A common children’s illness, causing a temporary hearing loss, is glue ear.
The development of glue ear is sometimes brought on by an ear infection. If your child’s behaviour is unusual after a cold or flu, you should suspect that your child may have acquired glue ear. Children with allergies or a genetic condition, such as Down’s syndrome, are also susceptible to glue ear.
Look for changes in behaviour; your child not responding when you call their name can be an indictor of glue ear. Sometimes children with glue ear are mistaken for being naughty because often the child is frustrated, tired and lacks concentration. Children with glue ear may become disruptive at school if they do not get extra support.
What is glue ear?
Glue ear occurs when fluid builds up in the middle part of the ear. For the ear to function normally, this area needs to be kept full of air because vibrations need to pass through the middle ear to the inner ear.
The Eustachian tube, running from the middle ear to the back of the throat, allows air to enter the middle ear. In children, the Eustachian tube is not as wide as an adult’s Eustachian tube and can easily become blocked. When this happens, cells lining the middle ear produce fluid, causing glue ear.
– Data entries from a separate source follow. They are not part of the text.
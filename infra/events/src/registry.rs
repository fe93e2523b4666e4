//! Type-indexed registry of weakly-held subscribers.
//!
//! Handlers live in one of two partitions: a bucket per exact event type, or the
//! catch-all list consulted through [`Handler::can_handle`]. The registry only holds
//! [`Weak`] references. A handler whose last [`Arc`] is dropped elsewhere is reported
//! to the reclamation channel the first time a lookup or sweep finds it dead, and
//! removed on the next [`SubscriberRegistry::reclaim_stale`].

use crate::dispatch::panic_message;
use crate::event::Event;
use crate::handler::Handler;
use fxhash::FxHashMap;
use parking_lot::{Mutex, RwLock};
use std::fmt;
use std::panic::{self, AssertUnwindSafe};
use std::sync::atomic::{AtomicBool, Ordering};
use std::sync::{Arc, Weak};
use tokio::sync::mpsc;
use tracing::{debug, error, trace};

/// Identity of a handler: the address of its shared allocation.
///
/// The registry keeps a [`Weak`] to every enrolled handler, which pins the allocation,
/// so an address cannot be reused by another handler while its entry exists.
#[derive(Debug, Clone, Copy, PartialEq, Eq, Hash)]
pub(crate) struct HandlerKey(usize);

impl HandlerKey {
    fn of<T: ?Sized>(handler: &Arc<T>) -> Self {
        Self(Arc::as_ptr(handler).cast::<()>().addr())
    }
}

#[derive(Debug, Clone, PartialEq, Eq)]
enum Enrollment<K> {
    Exact(K),
    CatchAll,
}

/// Non-owning reference to a subscribed handler.
pub(crate) struct WeakSubscriber<E: Event> {
    key: HandlerKey,
    handler: Weak<dyn Handler<E>>,
    reported: AtomicBool,
}

impl<E: Event> WeakSubscriber<E> {
    fn new(handler: &Arc<dyn Handler<E>>) -> Self {
        Self {
            key: HandlerKey::of(handler),
            handler: Arc::downgrade(handler),
            reported: AtomicBool::new(false),
        }
    }

    fn upgrade(&self) -> Option<Arc<dyn Handler<E>>> {
        self.handler.upgrade()
    }

    fn is_reclaimed(&self) -> bool {
        self.handler.strong_count() == 0
    }

    /// Returns `true` only for the first caller, so each dead entry is queued once.
    fn mark_reported(&self) -> bool {
        !self.reported.swap(true, Ordering::AcqRel)
    }
}

impl<E: Event> PartialEq for WeakSubscriber<E> {
    fn eq(&self, other: &Self) -> bool {
        self.key == other.key
    }
}

impl<E: Event> Eq for WeakSubscriber<E> {}

impl<E: Event> fmt::Debug for WeakSubscriber<E> {
    fn fmt(&self, f: &mut fmt::Formatter<'_>) -> fmt::Result {
        f.debug_struct("WeakSubscriber")
            .field("key", &self.key)
            .field("reclaimed", &self.is_reclaimed())
            .finish()
    }
}

struct Partitions<E: Event> {
    by_kind: FxHashMap<E::Kind, Vec<WeakSubscriber<E>>>,
    catch_all: Vec<WeakSubscriber<E>>,
    enrolled: FxHashMap<HandlerKey, Enrollment<E::Kind>>,
}

impl<E: Event> Default for Partitions<E> {
    fn default() -> Self {
        Self {
            by_kind: FxHashMap::default(),
            catch_all: Vec::new(),
            enrolled: FxHashMap::default(),
        }
    }
}

impl<E: Event> Partitions<E> {
    fn insert(&mut self, enrollment: Enrollment<E::Kind>, subscriber: WeakSubscriber<E>) -> bool {
        let key = subscriber.key;
        match self.enrolled.get(&key).map(|current| *current == enrollment) {
            Some(true) => return false,
            // Affinity changed since the last subscribe; keep a single enrollment.
            Some(false) => {
                self.remove(key);
            },
            None => {},
        }

        let bucket = match &enrollment {
            Enrollment::Exact(kind) => self.by_kind.entry(kind.clone()).or_default(),
            Enrollment::CatchAll => &mut self.catch_all,
        };
        bucket.push(subscriber);
        self.enrolled.insert(key, enrollment);
        true
    }

    fn remove(&mut self, key: HandlerKey) -> bool {
        let Some(enrollment) = self.enrolled.remove(&key) else {
            return false;
        };
        match enrollment {
            Enrollment::Exact(kind) => {
                if let Some(bucket) = self.by_kind.get_mut(&kind) {
                    bucket.retain(|s| s.key != key);
                    if bucket.is_empty() {
                        self.by_kind.remove(&kind);
                    }
                }
            },
            Enrollment::CatchAll => self.catch_all.retain(|s| s.key != key),
        }
        true
    }

    /// Removes `key` only if its entry still points at a dropped handler.
    ///
    /// A reported key may have been unsubscribed and its address reused by a newly
    /// enrolled handler before the report is drained.
    fn remove_reclaimed(&mut self, key: HandlerKey) -> bool {
        let reclaimed = match self.enrolled.get(&key) {
            Some(Enrollment::Exact(kind)) => self.by_kind.get(kind).map(Vec::as_slice),
            Some(Enrollment::CatchAll) => Some(self.catch_all.as_slice()),
            None => None,
        }
        .and_then(|bucket| bucket.iter().find(|s| s.key == key))
        .is_some_and(WeakSubscriber::is_reclaimed);
        reclaimed && self.remove(key)
    }

    fn all(&self) -> impl Iterator<Item = &WeakSubscriber<E>> {
        self.by_kind.values().flatten().chain(&self.catch_all)
    }
}

/// Concurrent registry of weakly-held handlers, partitioned by type affinity.
///
/// Lookups take a shared read lock and release it before any handler code runs, so
/// handlers may subscribe or unsubscribe from inside [`Handler::handle`].
pub struct SubscriberRegistry<E: Event> {
    partitions: RwLock<Partitions<E>>,
    stale_tx: mpsc::UnboundedSender<HandlerKey>,
    stale_rx: Mutex<mpsc::UnboundedReceiver<HandlerKey>>,
}

impl<E: Event> Default for SubscriberRegistry<E> {
    fn default() -> Self {
        Self::new()
    }
}

impl<E: Event> SubscriberRegistry<E> {
    /// Creates an empty registry with its own reclamation channel.
    #[must_use]
    pub fn new() -> Self {
        let (stale_tx, stale_rx) = mpsc::unbounded_channel();
        Self {
            partitions: RwLock::new(Partitions::default()),
            stale_tx,
            stale_rx: Mutex::new(stale_rx),
        }
    }

    /// Enrolls `handler` without taking ownership of it.
    ///
    /// Returns `false` if the same instance was already enrolled for the same affinity.
    pub fn subscribe<H: Handler<E>>(&self, handler: &Arc<H>) -> bool {
        let handler: Arc<dyn Handler<E>> = Arc::clone(handler) as Arc<dyn Handler<E>>;
        self.subscribe_dyn(&handler)
    }

    /// Same as [`subscribe`](Self::subscribe) for an already type-erased handler.
    pub fn subscribe_dyn(&self, handler: &Arc<dyn Handler<E>>) -> bool {
        let enrollment = handler.type_affinity().map_or(Enrollment::CatchAll, Enrollment::Exact);
        let subscriber = WeakSubscriber::new(handler);
        trace!(handler = handler.name(), ?enrollment, "Subscribing handler");
        self.partitions.write().insert(enrollment, subscriber)
    }

    /// Removes `handler` from whichever partition holds it.
    ///
    /// Returns `false` if it was not enrolled.
    pub fn unsubscribe<H: ?Sized>(&self, handler: &Arc<H>) -> bool {
        self.partitions.write().remove(HandlerKey::of(handler))
    }

    /// Returns `true` if `handler` is enrolled, even if it was dropped and not yet reclaimed.
    #[must_use]
    pub fn contains<H: ?Sized>(&self, handler: &Arc<H>) -> bool {
        self.partitions.read().enrolled.contains_key(&HandlerKey::of(handler))
    }

    /// Returns live handlers for `kind`: the exact bucket first, in subscription order,
    /// then every catch-all handler whose [`Handler::can_handle`] accepts `kind`.
    ///
    /// Reclaimed handlers are skipped and queued for [`reclaim_stale`](Self::reclaim_stale).
    /// A catch-all handler whose `can_handle` panics is logged and left out; the others
    /// are unaffected.
    #[must_use]
    pub fn matching_handlers(&self, kind: &E::Kind) -> Vec<Arc<dyn Handler<E>>> {
        let (mut matched, candidates) = {
            let partitions = self.partitions.read();
            let exact = partitions
                .by_kind
                .get(kind)
                .map(|bucket| self.upgrade_all(bucket))
                .unwrap_or_default();
            (exact, self.upgrade_all(&partitions.catch_all))
        };

        matched.extend(candidates.into_iter().filter(|handler| accepts(handler.as_ref(), kind)));
        matched
    }

    /// Drains the reclamation channel and removes every reported entry.
    ///
    /// Returns the number of entries removed.
    pub fn reclaim_stale(&self) -> usize {
        let reported: Vec<HandlerKey> = {
            let mut rx = self.stale_rx.lock();
            std::iter::from_fn(|| rx.try_recv().ok()).collect()
        };
        if reported.is_empty() {
            return 0;
        }

        let removed = {
            let mut partitions = self.partitions.write();
            reported.into_iter().filter(|key| partitions.remove_reclaimed(*key)).count()
        };
        if removed > 0 {
            debug!(removed, "Reclaimed stale subscribers");
        }
        removed
    }

    /// Scans every partition and queues dead entries for reclamation.
    ///
    /// Returns the number of newly queued entries.
    pub fn sweep(&self) -> usize {
        let partitions = self.partitions.read();
        partitions.all().filter(|subscriber| self.report_if_reclaimed(subscriber)).count()
    }

    /// Number of enrolled entries, including dead ones not yet reclaimed.
    #[must_use]
    pub fn len(&self) -> usize {
        self.partitions.read().enrolled.len()
    }

    /// Returns `true` if no entry is enrolled, dead or alive.
    #[must_use]
    pub fn is_empty(&self) -> bool {
        self.len() == 0
    }

    fn upgrade_all(&self, bucket: &[WeakSubscriber<E>]) -> Vec<Arc<dyn Handler<E>>> {
        bucket
            .iter()
            .filter_map(|subscriber| {
                let handler = subscriber.upgrade();
                if handler.is_none() {
                    self.report(subscriber);
                }
                handler
            })
            .collect()
    }

    fn report_if_reclaimed(&self, subscriber: &WeakSubscriber<E>) -> bool {
        subscriber.is_reclaimed() && self.report(subscriber)
    }

    fn report(&self, subscriber: &WeakSubscriber<E>) -> bool {
        if !subscriber.mark_reported() {
            return false;
        }
        trace!(key = ?subscriber.key, "Queueing reclaimed subscriber");
        // The receiver lives in `self`, so the channel cannot be closed here.
        self.stale_tx.send(subscriber.key).is_ok()
    }
}

fn accepts<E: Event>(handler: &dyn Handler<E>, kind: &E::Kind) -> bool {
    panic::catch_unwind(AssertUnwindSafe(|| handler.can_handle(kind))).unwrap_or_else(|payload| {
        error!(
            handler = handler.name(),
            event = ?kind,
            panic = panic_message(payload.as_ref()),
            "Handler predicate panicked, skipping handler"
        );
        false
    })
}

impl<E: Event> fmt::Debug for SubscriberRegistry<E> {
    fn fmt(&self, f: &mut fmt::Formatter<'_>) -> fmt::Result {
        let partitions = self.partitions.read();
        f.debug_struct("SubscriberRegistry")
            .field("kinds", &partitions.by_kind.len())
            .field("catch_all", &partitions.catch_all.len())
            .field("enrolled", &partitions.enrolled.len())
            .finish()
    }
}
Your doctor can tell you whether or not your child has glue ear after a simple examination.
As glue ear is often brought on with a heavy cold or flu, usually the glue ear will clear up after the cold has gone.
If the glue ear is particularly painful or infected a case of antibiotics can be prescribed. In most cases your doctor will wait for a while to see if the glue ear clears up by itself. The ear, nose and throat clinic at your local hospital will be able to assist if symptoms persist.
A further test may be performed for further investigation. A tympanometry measures how well the eardrum can move. A hearing test may also be required to measure the extent of how the condition is affecting your child’s hearing.
It may be suggested that a period of up to three months is used to monitor the ear. Over time, glue ear will clear up for most children. If it does not, intervention may be required.
When glue ear does not clear up
By undergoing an operation, the fluid in the ear can be drained away. Plastic tubes called grommets can be fitted into the eardrum, which allow air to circulate and stop the build-up of excess fluid.
This is a short operation requiring a general anaesthetic. The surgeons may consider it best to remove your child’s adenoids. Adenoids are glands that can become infected and swollen. The surgeons can tell you more about this procedure.
Grommets are not meant to stay permanently within the ear; usually they are pushed out when the eardrum heals. Sometimes the fluid can return, and grommets can be considered once again.
The purpose of ear wax is to protect and lubricate the ear. Wax is usually removed as skin lining the ear moves outwards, taking the wax with it. Wax production is variable from person to person. Internal removal of ear wax should not be necessary for children.